Gli esami erano finiti ed io ero stata promossa; un capitolo della mia vita si chiudeva e a ottobre sarebbe cominciata una nuova avventura. Mentre i miei si intrattenevano con suor Cecilia, la professoressa di matematica, uscii in giardino; senza la consueta animazione il luogo aveva un non so che di malinconico e sonnolento. Volsi lo sguardo alle porte delle aule del pian terreno e del teatro con le persiane chiuse, sostai per un poco davanti alla grotta artificiale con le pareti foderate di edera e la statua della Madonna al centro circondata dalle piante fiorite di suor Giuseppina, quante volte quando ero più piccola mi ci ero soffermata a pregare! Feci un giro per i corridoi, entrai in cappella e tornai nuovamente in giardino. Avevo trascorso otto anni della mia vita in quella scuola e ora al pensiero di lasciarla per sempre provavo una punta di malinconìa; certo, c'erano stati i miei dispiacere con il teatro e gli screzi con la signorina Cappello che non voleva capire che per il compito di latino avevo bisogno di più tempo, ma per il resto non mi ci ero trovata male, anzi ne avrei conservato dei bei ricordi. Ero convinta che non avrei mai più messo piede al S.Caterina, non potevo sapere che il destino invece mi ci avrebbe fatta tornare dopo tre anni e non come studentessa, né potevo sapere che la serie di eventi che mi ci avrebbe riportata sarebbe cominciata da lì a un minuto, proprio nel momento in cui Clara mi raggiunze raggiante: "Per la promozione i miei mi regalano il registratore, l'ho già scelto e il babbo ha detto che andiamo subito a comprarlo, se dopo pranzo vieni a casa mia lo proviamo."
Dopo una merenda a base di tè e biscotti Clara accese il suo mitico registratore: "Che facciamo?" chiese, "recitiamo qualche poesia o prendo il copione dell'ultima recita?"
"Il copione" risposi
"il dialogo tra la regina e la pastorella va bene?"

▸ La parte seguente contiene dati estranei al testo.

//! Repository trait definitions for the domain layer.
//!
//! Traits define the contract for store operations; implementations live in
//! `crate::infrastructure::persistence`. Mock implementations are generated
//! via `mockall` for unit tests.

pub mod mapping_repository;

pub use mapping_repository::{MappingRepository, StoreError};

#[cfg(test)]
pub use mapping_repository::MockMappingRepository;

"Si, io faccio la pastorella."
Cominciammo a registrare, la mia amica leggeva, io non ne avevo bisogno perché conoscevo a memoria tutta la commedia.
Stavamo riascoltando soddisfatte la nostra bella esibizione quando entrò Gilda, la sorella maggiore di Clara; la conoscevo poco perché aveva diciotto anni e non si intratteneva mai con noi.
"Che state facendo?"
"Abbiamo registrato una cosa, vuoi ascoltarla? Sentirai quanto è brava Anna."
Riportando indietro il nastro Clara mi disse:
"Sai? Gilda è un'attrice, recita con una filodrammatica." "Oh niente di speciale," si schernì l'altra, "siamo tutti dilettanti, però il pubblico ci apprezza" mi spiegò che quella compagnia era composta da persone tra i diciotto e i sessantacinque anni, erano impiegati, casalinghe, studenti e operai, il regista, Riccardo vivaldi era un impiegato comunale, ma era scrupoloso ed esigente come un professionista; nessuno di essi aspirava a diventare famoso, tutti recitavano per passione, perché il teatro ce lo avevano dentro.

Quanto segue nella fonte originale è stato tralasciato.